Millions of households are "paying too much" for energy, a year-long investigation has revealed today. But MoneySavingExpert.com has been saying for years that households could save hundreds by switching.
The Competition and Markets Authority (CMA) found that of 7,000 people surveyed, 34% had never considered switching supplier, while about 70% of customers are currently on an expensive standard variable tariff.
The CMA adds that the average household currently spends about £1,200 on energy each year – figures we have always quoted when encouraging energy switching.
Electricity prices have risen by about 75% and gas prices by about 125% in the last 10 years. For the poorest 10% of households, energy bills now account for about 10% of total expenditure.
But the report also found that dual fuel customers could save an average of £160/year by switching to a cheaper deal – something which MoneySavingExpert.com has been saying for years. Join our free, Cheap Energy Club to see if you can cut costs.
'The CMA is telling consumers to get up off their backsides and switch'
Martin Lewis, founder and editor of MoneySavingExpert.com, says: "The CMA is, in polite language, telling consumers to get up off their backsides and switch. The problem isn't just that people don't switch but the fact that many cheap tariffs only last a year or so, so they don't switch often enough.
"None of this is new, nor does it take a year to discover it, I've been ranting about it for at least a decade. The stats are pretty startling though, someone with typical usage on a big six standard tariff with a monthly direct debit right now pays around £1,160/year, if they switched to the cheapest tariff it'd be around £870/year.
"Yet there's a bigger underlying issue here. The CMA has talked about the most effective remedy being competition, and castigated energy firms for overcharging and the system for not allowing competition to work properly.
"Yet if you want competition then you have to have big price differences between the most expensive and the cheapest otherwise nobody will bother to switch, and if you do that you have winners and losers.
"The losers tend to be the poorest in society. This is why we have the disgraceful situation that a struggling 90-year-old grandmother who can't use the internet pays more than I do to boil a kettle. You cannot fix that with competition, and I still don't see very many solutions being put forward on it."

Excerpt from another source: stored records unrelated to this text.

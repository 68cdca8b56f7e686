use crate::node::Node;
use crc32fast::Hasher;
use std::collections::HashSet;

/// Generate a document seed from a document name using CRC32
pub fn get_document_seed(name: &str) -> String {
    let mut hasher = Hasher::new();
    hasher.update(name.as_bytes());
    format!("{:x}", hasher.finalize())
}

/// Sequential id generator for nodes within a document
#[derive(Debug, Clone)]
pub struct IdGenerator {
    seed: String,
    count: u32,
}

impl IdGenerator {
    pub fn new(document_name: &str) -> Self {
        Self {
            seed: get_document_seed(document_name),
            count: 0,
        }
    }

    pub fn from_seed(seed: impl Into<String>) -> Self {
        Self {
            seed: seed.into(),
            count: 0,
        }
    }

    /// Generate next sequential id
    pub fn new_id(&mut self) -> String {
        self.count += 1;
        format!("{}-{}", self.seed, self.count)
    }

    /// Generate `amount` ids, none of which already occurs in `tree`
    pub fn fresh_for(&mut self, tree: &Node, amount: usize) -> Vec<String> {
        let taken: HashSet<&str> = tree.ids().into_iter().collect();
        let mut ids = Vec::with_capacity(amount);
        while ids.len() < amount {
            let id = self.new_id();
            if !taken.contains(id.as_str()) {
                ids.push(id);
            }
        }
        ids
    }

    pub fn seed(&self) -> &str {
        &self.seed
    }
}

#[cfg(test)]
mod tests {
    use super::*;

    #[test]
    fn test_document_seed_generation() {
        assert_eq!(get_document_seed("welcome"), get_document_seed("welcome"));
        assert_ne!(get_document_seed("welcome"), get_document_seed("newsletter"));
    }

    #[test]
    fn test_sequential_ids() {
        let mut gen = IdGenerator::new("welcome");

        let id1 = gen.new_id();
        let id2 = gen.new_id();

        assert!(id1.ends_with("-1"));
        assert!(id2.ends_with("-2"));
        assert!(id1.starts_with(gen.seed()));
    }

    #[test]
    fn test_fresh_ids_skip_existing() {
        let tree = Node::new("s-1", "Container")
            .with_children(vec![Node::new("s-2", "Text"), Node::new("s-4", "Text")]);
        let mut gen = IdGenerator::from_seed("s");

        assert_eq!(gen.fresh_for(&tree, 2), vec!["s-3".to_string(), "s-5".to_string()]);
    }
}
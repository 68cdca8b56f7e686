//! # Document Wrapper
//!
//! Builds the canonical email skeleton that content is spliced into:
//!
//! ```text
//! Email        (email-root)
//! ├── Head     (email-head)      ← preview slot
//! └── Body     (email-body)
//!     └── Container (email-content)  ← content slot
//! ```

use crate::compiler::CompileError;
use mailframe_tree::{ComponentKind, GlobalSettings, Node, STYLE_KEY};
use serde_json::json;

pub const ROOT_ID: &str = "email-root";
pub const HEAD_ID: &str = "email-head";
pub const BODY_ID: &str = "email-body";
pub const CONTENT_ID: &str = "email-content";
pub const PREVIEW_ID: &str = "email-preview";

/// Build the wrapper skeleton parameterized by `settings`
pub fn create_wrapper(settings: &GlobalSettings) -> Node {
    let body = Node::new(BODY_ID, ComponentKind::Body.name())
        .with_style("backgroundColor", settings.background_color.clone())
        .with_style("fontFamily", settings.font_family.clone())
        .with_children(vec![Node::new(CONTENT_ID, ComponentKind::Container.name())
            .with_style("maxWidth", json!(settings.max_width))
            .with_children(Vec::new())]);

    Node::new(ROOT_ID, ComponentKind::Email.name())
        .with_prop("lang", "en")
        .with_children(vec![
            Node::new(HEAD_ID, ComponentKind::Head.name()).with_children(Vec::new()),
            body,
        ])
}

/// Append `content` in order to the wrapper's content container
pub fn insert_content(wrapper: &Node, content: Vec<Node>) -> Result<Node, CompileError> {
    let mut next = wrapper.clone();
    let slot = find_mut(&mut next, CONTENT_ID).ok_or(CompileError::MissingSlot("content"))?;
    slot.children_mut().extend(content);
    Ok(next)
}

/// Put a hidden preview line first in the head slot, replacing any existing one
pub fn add_preview(tree: &Node, preview_text: &str) -> Result<Node, CompileError> {
    let mut next = tree.clone();
    let head = find_mut(&mut next, HEAD_ID).ok_or(CompileError::MissingSlot("head"))?;

    let children = head.children_mut();
    children.retain(|child| child.component_type != ComponentKind::Preview.name());
    children.insert(
        0,
        Node::new(PREVIEW_ID, ComponentKind::Preview.name()).with_content(preview_text),
    );
    Ok(next)
}

fn find_mut<'a>(node: &'a mut Node, id: &str) -> Option<&'a mut Node> {
    if node.id == id {
        return Some(node);
    }
    node.children
        .as_mut()?
        .iter_mut()
        .find_map(|child| find_mut(child, id))
}

#[cfg(test)]
mod tests {
    use super::*;
    use mailframe_tree::{validate, Registry};

    #[test]
    fn test_wrapper_is_valid_and_uses_settings() {
        let settings = GlobalSettings {
            max_width: 640,
            ..Default::default()
        };
        let wrapper = create_wrapper(&settings);

        assert!(validate(&wrapper, &Registry::standard()).valid);
        let content = mailframe_tree::find_by_id(&wrapper, CONTENT_ID).unwrap();
        assert_eq!(content.style().unwrap()["maxWidth"], 640);
        let body = mailframe_tree::find_by_id(&wrapper, BODY_ID).unwrap();
        assert_eq!(body.style().unwrap()["backgroundColor"], json!(settings.background_color));
    }

    #[test]
    fn test_insert_content_preserves_order() {
        let wrapper = create_wrapper(&GlobalSettings::default());
        let filled = insert_content(
            &wrapper,
            vec![
                Node::new("a", "Heading").with_content("A"),
                Node::new("b", "Text").with_content("B"),
            ],
        )
        .unwrap();
        let again = insert_content(&filled, vec![Node::new("c", "Text")]).unwrap();

        let slot = mailframe_tree::find_by_id(&again, CONTENT_ID).unwrap();
        let ids: Vec<_> = slot.children().iter().map(|c| c.id.as_str()).collect();
        assert_eq!(ids, vec!["a", "b", "c"]);
        // input untouched
        assert!(mailframe_tree::find_by_id(&wrapper, CONTENT_ID).unwrap().is_leaf());
    }

    #[test]
    fn test_insert_content_without_slot() {
        let err = insert_content(&Node::new("x", "Container"), vec![]).unwrap_err();
        assert_eq!(err, CompileError::MissingSlot("content"));
    }

    #[test]
    fn test_add_preview_is_first_and_single() {
        let wrapper = create_wrapper(&GlobalSettings::default());
        let once = add_preview(&wrapper, "First").unwrap();
        let twice = add_preview(&once, "Second").unwrap();

        let head = mailframe_tree::find_by_id(&twice, HEAD_ID).unwrap();
        assert_eq!(head.children().len(), 1);
        assert_eq!(head.children()[0].content.as_deref(), Some("Second"));
        assert!(validate(&twice, &Registry::standard()).valid);
    }
}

Why are people still paying too much?
The CMA says a lack of awareness about what deals are available, confusing and inaccurate bills and the real and perceived difficulties of changing suppliers all deter switching.
A lack of transparency is also "hampering trust" in the sector.

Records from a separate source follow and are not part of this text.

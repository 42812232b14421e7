//! Chat and global manifest construction.

use chrono::NaiveDateTime;

use super::models::{ChatManifest, ChatSummary, Conversation, GlobalManifest, SEARCH_FILE};
use super::pager::{Chunk, date_range};

/// Builds the manifest of one conversation from its full message list.
///
/// `message_count` counts only messages that were not forwarded, while the
/// chunk list (and the search index) cover every message.
pub fn build_chat_manifest(conversation: &Conversation, chunks: &[Chunk<'_>]) -> ChatManifest {
    let (start_date, end_date) = date_range(&conversation.messages);

    ChatManifest {
        chat_id: conversation.chat_id.clone(),
        title: conversation.title.clone(),
        message_count: conversation.original_message_count(),
        chunk_count: chunks.len(),
        chunks: chunks.iter().map(|c| c.page.clone()).collect(),
        start_date,
        end_date,
        search_file: SEARCH_FILE.to_string(),
    }
}

/// Aggregates chat summaries into the global manifest.
///
/// Chats are ordered by `message_count`, largest first; equal counts keep
/// their input order.
pub fn build_global_manifest(
    mut chats: Vec<ChatSummary>,
    generated_at: NaiveDateTime,
) -> GlobalManifest {
    chats.sort_by(|a, b| b.message_count.cmp(&a.message_count));

    GlobalManifest {
        total_chats: chats.len(),
        total_messages: chats.iter().map(|c| c.message_count).sum(),
        chats,
        generated_at,
    }
}
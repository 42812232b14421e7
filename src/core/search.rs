//! Lightweight per-chat search index.

use super::models::SearchEntry;
use crate::Message;
use crate::parsing::{format_day, truncate_chars};

/// Builds search entries for every non-service message with text.
///
/// Dates are reduced to day precision and text is cut to `text_limit` code
/// points.
pub fn build_search_index(messages: &[Message], text_limit: usize) -> Vec<SearchEntry> {
    messages
        .iter()
        .filter(|m| !m.is_service && m.has_text())
        .map(|m| SearchEntry {
            id: m.message_id.clone(),
            dt: m.timestamp.as_ref().map(format_day),
            from: m.from_name.clone(),
            text: truncate_chars(&m.plain_text, text_limit).to_string(),
        })
        .collect()
}
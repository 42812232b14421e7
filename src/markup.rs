//! Markup tree access used by the message parsers.
//!
//! Parsing logic never touches the HTML library directly. It goes through
//! [`MarkupNode`], a small capability interface: find descendants matching a
//! CSS selector, read attributes, read text, read inner markup. The only
//! implementation is for [`scraper::ElementRef`].
//!
//! # Example
//!
//! ```rust
//! use chatpage::markup::{MarkupNode, parse_document};
//!
//! let html = parse_document(r#"<div class="message"><div class="text"> Hi there </div></div>"#);
//! let root = html.root_element();
//! let text = root.find("div.text").map(|n| n.text_content()).unwrap_or_default();
//! assert_eq!(text, "Hi there");
//! ```

use scraper::{ElementRef, Html, Selector};

/// Read-only view over an element of a parsed markup document.
pub trait MarkupNode: Sized {
    /// First descendant matching `selector`, in document order.
    fn find(&self, selector: &str) -> Option<Self>;

    /// All descendants matching `selector`, in document order.
    fn find_all(&self, selector: &str) -> Vec<Self>;

    /// First descendant matching `selector` that is not nested inside a
    /// descendant matching `boundary`.
    fn find_outside(&self, selector: &str, boundary: &str) -> Option<Self>;

    /// Raw attribute value.
    fn attribute(&self, name: &str) -> Option<&str>;

    /// Returns `true` if the element's class list contains `class`.
    fn has_class(&self, class: &str) -> bool;

    /// Descendant text fragments, each trimmed, empty ones dropped, joined by
    /// a single space.
    fn text_content(&self) -> String;

    /// Serialized markup of the element's children.
    fn inner_markup(&self) -> String;
}

/// Parses a complete HTML document.
pub fn parse_document(html: &str) -> Html {
    Html::parse_document(html)
}

fn selector(selector: &str) -> Option<Selector> {
    // Selectors are crate-internal literals; an unparsable one matches nothing.
    Selector::parse(selector).ok()
}

impl MarkupNode for ElementRef<'_> {
    fn find(&self, sel: &str) -> Option<Self> {
        let sel = selector(sel)?;
        self.select(&sel).find(|el| el != self)
    }

    fn find_all(&self, sel: &str) -> Vec<Self> {
        match selector(sel) {
            Some(sel) => self.select(&sel).filter(|el| el != self).collect(),
            None => Vec::new(),
        }
    }

    fn find_outside(&self, sel: &str, boundary: &str) -> Option<Self> {
        let sel = selector(sel)?;
        let boundary = selector(boundary);
        self.select(&sel).find(|el| {
            el != self
                && boundary.as_ref().is_none_or(|b| {
                    !el.ancestors()
                        .filter_map(ElementRef::wrap)
                        .take_while(|a| a != self)
                        .any(|a| b.matches(&a))
                })
        })
    }

    fn attribute(&self, name: &str) -> Option<&str> {
        self.value().attr(name)
    }

    fn has_class(&self, class: &str) -> bool {
        self.value().classes().any(|c| c == class)
    }

    fn text_content(&self) -> String {
        self.text()
            .map(str::trim)
            .filter(|s| !s.is_empty())
            .collect::<Vec<_>>()
            .join(" ")
    }

    fn inner_markup(&self) -> String {
        self.inner_html()
    }
}

/// Selects all elements in `html` matching `selector`.
pub fn select_all<'a>(html: &'a Html, sel: &str) -> Vec<ElementRef<'a>> {
    match selector(sel) {
        Some(sel) => html.select(&sel).collect(),
        None => Vec::new(),
    }
}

It adds that interventions by regulator Ofgem designed to simplify prices, such as limiting suppliers to four-tariffs (see the Energy tariff reform MSE News story for more on this), are not having the desired effect of increasing engagement.
Instead, they have actually limited the discounts suppliers can offer and reduced competition.

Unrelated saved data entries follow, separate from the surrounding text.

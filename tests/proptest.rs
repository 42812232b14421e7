//! Property-based tests for chatpage.
//!
//! These tests generate random inputs to find edge cases.

use proptest::prelude::*;

use chatpage::Message;
use chatpage::core::{ChatSummary, build_global_manifest, paginate};
use chatpage::markup::{parse_document, select_all};
use chatpage::parser::ExportParser;
use chatpage::parsing::{
    SenderState, THUMBNAIL_MARKER, extract_attachments, format_timestamp, parse_export_timestamp,
    rewrite_media_href,
};
use chrono::NaiveDate;
use std::collections::HashSet;

/// Generate a random message (fast strategies, no regex)
fn arb_message() -> impl Strategy<Value = Message> {
    (
        0u32..100_000,
        prop::option::of(0i64..1_000_000),
        prop::sample::select(vec!["Alice", "Bob", "Иван", ""]),
    )
        .prop_map(|(id, minutes, sender)| {
            let mut msg = Message::new(format!("message{id}")).with_sender(sender);
            if let Some(minutes) = minutes {
                let base = NaiveDate::from_ymd_opt(2020, 1, 1).unwrap().and_hms_opt(0, 0, 0).unwrap();
                msg = msg.with_timestamp(base + chrono::Duration::minutes(minutes));
            }
            msg
        })
}

/// Explicit sender name, or `None` for a joined continuation.
fn arb_sender_step() -> impl Strategy<Value = Option<&'static str>> {
    prop::option::of(prop::sample::select(vec!["Alice", "Bob", "Мария", "村上"]))
}

fn message_html(id: usize, sender: Option<&str>) -> String {
    match sender {
        Some(name) => format!(
            r#"<div class="message default" id="message{id}"><div class="from_name">{name}</div><div class="text">t{id}</div></div>"#
        ),
        None => format!(
            r#"<div class="message default joined" id="message{id}"><div class="text">t{id}</div></div>"#
        ),
    }
}

fn history(body: &str) -> String {
    format!(r#"<div class="history">{body}</div>"#)
}

proptest! {
    #![proptest_config(ProptestConfig::with_cases(100))]

    // ============================================
    // TIMESTAMP PROPERTIES
    // ============================================

    /// Every valid export timestamp parses back to the same instant
    #[test]
    fn timestamp_roundtrip(
        year in 1000i32..=9999,
        month in 1u32..=12,
        day in 1u32..=28,
        hour in 0u32..24,
        minute in 0u32..60,
        second in 0u32..60,
    ) {
        let ts = NaiveDate::from_ymd_opt(year, month, day).unwrap().and_hms_opt(hour, minute, second).unwrap();
        let raw = ts.format("%d.%m.%Y %H:%M:%S").to_string();

        prop_assert_eq!(parse_export_timestamp(Some(&raw)), Some(ts));
        prop_assert_eq!(
            format_timestamp(&ts),
            format!("{year:04}-{month:02}-{day:02}T{hour:02}:{minute:02}:{second:02}")
        );
        let padded = format!(" {raw}");
        prop_assert_eq!(parse_export_timestamp(Some(&padded)), None);
    }

    /// Anything that parses must be exactly in export format
    #[test]
    fn timestamp_parse_is_strict(raw in any::<String>()) {
        if let Some(ts) = parse_export_timestamp(Some(&raw)) {
            prop_assert_eq!(ts.format("%d.%m.%Y %H:%M:%S").to_string(), raw);
        }
    }

    // ============================================
    // SENDER PROPERTIES
    // ============================================

    /// Joined messages inherit the closest preceding explicit sender, across
    /// document boundaries
    #[test]
    fn joined_messages_inherit_sender(
        steps in prop::collection::vec(arb_sender_step(), 1..30),
        split in 0usize..30,
    ) {
        let split = split.min(steps.len());
        let parser = ExportParser::new();
        let mut senders = SenderState::new();

        let render = |range: std::ops::Range<usize>| {
            range.map(|i| message_html(i, steps[i])).collect::<String>()
        };
        let mut parsed = parser.parse_str(&history(&render(0..split)), "chat_001", &mut senders);
        parsed.extend(parser.parse_str(&history(&render(split..steps.len())), "chat_001", &mut senders));

        prop_assert_eq!(parsed.len(), steps.len());
        let mut last: Option<&str> = None;
        for (msg, step) in parsed.iter().zip(&steps) {
            if step.is_some() {
                last = *step;
            }
            prop_assert_eq!(msg.from_name.as_deref(), last);
        }
    }

    // ============================================
    // HREF PROPERTIES
    // ============================================

    /// Rewriting is deterministic and idempotent
    #[test]
    fn href_rewrite_idempotent(
        prefix in prop::sample::select(vec!["", "../../", "./", "/abs/"]),
        chat in prop::sample::select(vec!["chat_001", "chat_42", "chats", "x"]),
        folder in prop::sample::select(vec!["photos", "files", "video_files", "chats/chat_9"]),
        name in "[a-z0-9_]{1,12}\\.(jpg|mp4|ogg|pdf)",
    ) {
        let href = format!("{prefix}chats/{chat}/{folder}/{name}");
        let once = rewrite_media_href(&href);
        prop_assert_eq!(&once, &rewrite_media_href(&href));
        prop_assert_eq!(rewrite_media_href(&once), once.clone());
        prop_assert!(once.starts_with("media/"));
    }

    /// Attachments are unique per message and never thumbnails
    #[test]
    fn attachments_unique_without_thumbnails(
        items in prop::collection::vec(
            (
                prop::sample::select(vec!["photos", "files", "stickers", "voice_messages"]),
                0u8..4,
                prop::sample::select(vec!["", "_thumb", "_THUMB"]),
                any::<bool>(),
            ),
            0..12,
        ),
    ) {
        let body: String = items
            .iter()
            .map(|(folder, n, suffix, as_link)| {
                let path = format!("../../chats/chat_001/{folder}/f{n}{suffix}.jpg");
                if *as_link {
                    format!(r#"<a href="{path}">f{n}</a>"#)
                } else {
                    format!(r#"<img class="photo" src="{path}"/>"#)
                }
            })
            .collect();
        let html = parse_document(&format!(r#"<div class="message" id="message1">{body}</div>"#));
        let node = select_all(&html, "div.message")[0];

        let attachments = extract_attachments(&node, "chat_001");
        let mut seen = HashSet::new();
        for att in &attachments {
            prop_assert!(seen.insert(att.href.clone()), "duplicate href {}", att.href);
            prop_assert!(!att.href.to_lowercase().contains(THUMBNAIL_MARKER));
        }
    }

    // ============================================
    // PAGING PROPERTIES
    // ============================================

    /// Concatenating chunks reproduces the input, each within capacity
    #[test]
    fn paging_is_lossless(
        messages in prop::collection::vec(arb_message(), 0..60),
        size in 1usize..20,
    ) {
        let chunks = paginate(&messages, size);

        prop_assert_eq!(chunks.len(), messages.len().div_ceil(size));
        let rejoined: Vec<Message> = chunks.iter().flat_map(|c| c.messages.to_vec()).collect();
        prop_assert_eq!(&rejoined, &messages);

        for chunk in &chunks {
            prop_assert!(chunk.messages.len() <= size);
            prop_assert_eq!(chunk.page.message_count, chunk.messages.len());
            prop_assert_eq!(&chunk.page.start_id, &chunk.messages[0].message_id);
            if let (Some(start), Some(end)) = (chunk.page.start_date, chunk.page.end_date) {
                prop_assert!(start <= end);
            }
        }
    }

    // ============================================
    // DATE HEADING PROPERTIES
    // ============================================

    /// Day separators never survive parsing
    #[test]
    fn date_headings_are_dropped(
        entries in prop::collection::vec(
            prop_oneof![
                (1u32..=31, prop::sample::select(vec!["January", "August", "December"]), 1990u32..2030)
                    .prop_map(|(d, m, y)| (true, format!("{d} {m} {y}"))),
                prop::sample::select(vec!["Alice joined the group", "Bob pinned a message", "7 August"])
                    .prop_map(|s| (false, s.to_string())),
            ],
            0..20,
        ),
    ) {
        let body: String = entries
            .iter()
            .enumerate()
            .map(|(i, (_, text))| {
                format!(r#"<div class="message service" id="message{i}"><div class="body details">{text}</div></div>"#)
            })
            .collect();
        let parsed = ExportParser::new().parse_str(&history(&body), "chat_001", &mut SenderState::new());

        let expected: Vec<&str> = entries.iter().filter(|(h, _)| !h).map(|(_, t)| t.as_str()).collect();
        let texts: Vec<&str> = parsed.iter().map(|m| m.plain_text.as_str()).collect();
        prop_assert_eq!(texts, expected);
        prop_assert!(parsed.iter().all(|m| m.is_service));
    }

    // ============================================
    // GLOBAL MANIFEST PROPERTIES
    // ============================================

    /// Chats are non-increasing by message count, ties in input order
    #[test]
    fn global_manifest_sorted_stably(counts in prop::collection::vec(0usize..5, 0..20)) {
        let summaries: Vec<ChatSummary> = counts
            .iter()
            .enumerate()
            .map(|(i, &count)| ChatSummary {
                chat_id: format!("chat_{i:03}"),
                title: String::new(),
                message_count: count,
                chunk_count: 0,
                start_date: None,
                end_date: None,
            })
            .collect();
        let generated_at = NaiveDate::from_ymd_opt(2024, 1, 1).unwrap().and_hms_opt(0, 0, 0).unwrap();
        let manifest = build_global_manifest(summaries, generated_at);

        prop_assert_eq!(manifest.total_chats, counts.len());
        prop_assert_eq!(manifest.total_messages, counts.iter().sum::<usize>());
        for pair in manifest.chats.windows(2) {
            prop_assert!(pair[0].message_count >= pair[1].message_count);
            if pair[0].message_count == pair[1].message_count {
                prop_assert!(pair[0].chat_id < pair[1].chat_id);
            }
        }
    }
}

What is the CMA going to do about it?
The CMA has outlined a number of possible changes to improve the market, which will now be consulted on. A final report is expected by the end of this year.
Key suggestions include:
- A price cap. The CMA will consider a transitional price cap on the most expensive tariffs until other measures have led to a more competitive market. However, as this is to be consulted, no maximum price has been set or a time-frame given.
- Getting rid of the 'four-tariff rule'. The CMA will consider allowing suppliers to offer as many tariffs as they like in a bid to increase competition.
- Prepayment customers should get smart meters first. Smart meters are being rolled out to the majority of households in the UK by 2020, but the CMA says they should be given to prepayment customers first. Smart meters are designed to provide accurate meter readings to help people track their energy use, making it easier for them to know if they could switch and save. Prepayment customers in particular are often the most disadvantaged, and typically pay more for their energy.
- Greater transparency. The CMA says there should be more effective communication about the impact of decisions on bills, and that it should be made clear what responsibilities the Department of Energy and Climate Change (DECC) and the regulator Ofgem have.
'Millions over-paying, but they don't have to'
Roger Witcomb, chairman of the energy market investigation, says: "There are millions of customers paying too much for their energy bills – but they don't have to."
He adds: "We've been able to shine a light on all the different areas of this market and identify which parts are working well and where the problems are.
"We now want to focus on what we can do to tackle the problems we have provisionally found."